Postby Guest » Wed Apr 27, 2005 10:47 am

I'm wondering, after reading all of the articles and messages in the forums about the description of bipolar, it sounds like my mother has it. But the description talks about extreme highs and lows and it appears that these times wouldn't actually be able to be controlled.... which makes sense anyway.

But my mother seems to be able to control it to some extent when she has her high highs and her low lows. Outside of the house, around others, she seems to put up a front... makes others think everything is just honky dory, perfectly fine, but when she gets home.... she lets out her frustrations and anger on the family and then she goes to her room to be alone in the dark. So it appears that she can control when she happy go lucky and when she is low or angry... angry - which is the majority of the time she's in front of the family at home. Though sometimes she's overly bubbly and happy at home in front of the family also.

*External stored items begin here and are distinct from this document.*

pub mod config;

use std::{env, net::SocketAddr};

pub use config::{AppConfig, ConfigError, Environment};

pub const DEFAULT_BIND_ADDR: &str = "0.0.0.0:3000";
pub const DEFAULT_DATABASE_URL: &str = "sqlite://todoApplication.db?mode=rwc";

/// Loads environment variables from `.env` when available.
///
/// Missing files are ignored so the function is safe in production builds
/// where dotenv files are not deployed.
pub fn load_env_file() {
    let _ = dotenvy::dotenv();
}

/// Returns the address the HTTP server should bind to.
///
/// The value is resolved from the `APP_BIND_ADDR` environment variable and
/// falls back to [`DEFAULT_BIND_ADDR`] when the variable is not set.
pub fn server_bind_address() -> Result<SocketAddr, std::net::AddrParseError> {
    let value = env::var("APP_BIND_ADDR").unwrap_or_else(|_| DEFAULT_BIND_ADDR.to_string());
    value.parse()
}

/// Returns the sqlx connection string for the todo database.
///
/// Reads `DATABASE_URL`, falling back to [`DEFAULT_DATABASE_URL`] which
/// creates `todoApplication.db` in the working directory on first start.
pub fn database_url() -> String {
    env::var("DATABASE_URL")
        .ok()
        .filter(|value| !value.trim().is_empty())
        .unwrap_or_else(|| DEFAULT_DATABASE_URL.to_string())
}


#[cfg(test)]
mod tests {
    use super::test_support::ENV_GUARD;
    use super::*;
    use std::env;

    #[test]
    fn returns_default_address_when_env_missing() {
        let _lock = ENV_GUARD.lock().expect("env guard poisoned");
        env::remove_var("APP_BIND_ADDR");
        let addr = server_bind_address().expect("default address is valid");
        assert_eq!(addr.to_string(), DEFAULT_BIND_ADDR);
        assert_eq!(addr.port(), 3000);
    }

    #[test]
    fn parses_custom_address_from_env() {
        let _lock = ENV_GUARD.lock().expect("env guard poisoned");
        env::set_var("APP_BIND_ADDR", "127.0.0.1:9000");
        let addr = server_bind_address().expect("custom address should parse");
        assert_eq!(addr.to_string(), "127.0.0.1:9000");
        env::remove_var("APP_BIND_ADDR");
    }

    #[test]
    fn database_url_falls_back_when_blank() {
        let _lock = ENV_GUARD.lock().expect("env guard poisoned");
        env::set_var("DATABASE_URL", "  ");
        assert_eq!(database_url(), DEFAULT_DATABASE_URL);
        env::set_var("DATABASE_URL", "sqlite::memory:");
        assert_eq!(database_url(), "sqlite::memory:");
        env::remove_var("DATABASE_URL");
    }
}
use std::{env, fmt, net::SocketAddr};

use super::{database_url, server_bind_address};

/// Application runtime environment.
#[derive(Debug, Clone, Copy, PartialEq, Eq)]
pub enum Environment {
    Development,
    Production,
    Test,
}

impl Environment {
    fn from_str(value: &str) -> Result<Self, ConfigError> {
        match value {
            "development" | "dev" => Ok(Self::Development),
            "production" | "prod" => Ok(Self::Production),
            "test" => Ok(Self::Test),
            other => Err(ConfigError::InvalidEnvironment(other.to_string())),
        }
    }

    /// Returns the canonical name used for logging/metrics labels.
    pub fn as_str(self) -> &'static str {
        match self {
            Self::Development => "development",
            Self::Production => "production",
            Self::Test => "test",
        }
    }
}

/// Runtime configuration resolved from environment variables.
#[derive(Debug, Clone)]
pub struct AppConfig {
    pub bind_addr: SocketAddr,
    pub environment: Environment,
    pub database_url: String,
}

impl AppConfig {
    /// Constructs the configuration by reading and validating environment variables.
    pub fn from_env() -> Result<Self, ConfigError> {
        let env_value = env::var("APP_ENV").unwrap_or_else(|_| "development".to_string());
        let environment = Environment::from_str(&env_value)?;
        let bind_addr = server_bind_address().map_err(ConfigError::BindAddress)?;

        Ok(Self {
            bind_addr,
            environment,
            database_url: database_url(),
        })
    }
}

/// Errors that can occur during configuration loading.
#[derive(Debug)]
pub enum ConfigError {
    InvalidEnvironment(String),
    BindAddress(std::net::AddrParseError),
}

impl fmt::Display for ConfigError {
    fn fmt(&self, f: &mut fmt::Formatter<'_>) -> fmt::Result {
        match self {
            Self::InvalidEnvironment(value) => write!(
                f,
                "APP_ENV must be one of 'development', 'production', or 'test' (got {value})"
            ),
            Self::BindAddress(err) => write!(f, "invalid APP_BIND_ADDR value: {err}"),
        }
    }
}

impl std::error::Error for ConfigError {}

I guess when she's happy outside of the house, it's just a front, but I'd think that a person with this disorder maybe wouldn't be able to make themselves appear that happy when they just aren't... like the disorder would be too strong over a person to pretend. I guess it depends on the level of bipolar though.

Does it sound like my mother could still have bipolar, because she does have all these symptoms, it's just the fact that she seems to be able to control herself to a pretty good extent that is confusing me.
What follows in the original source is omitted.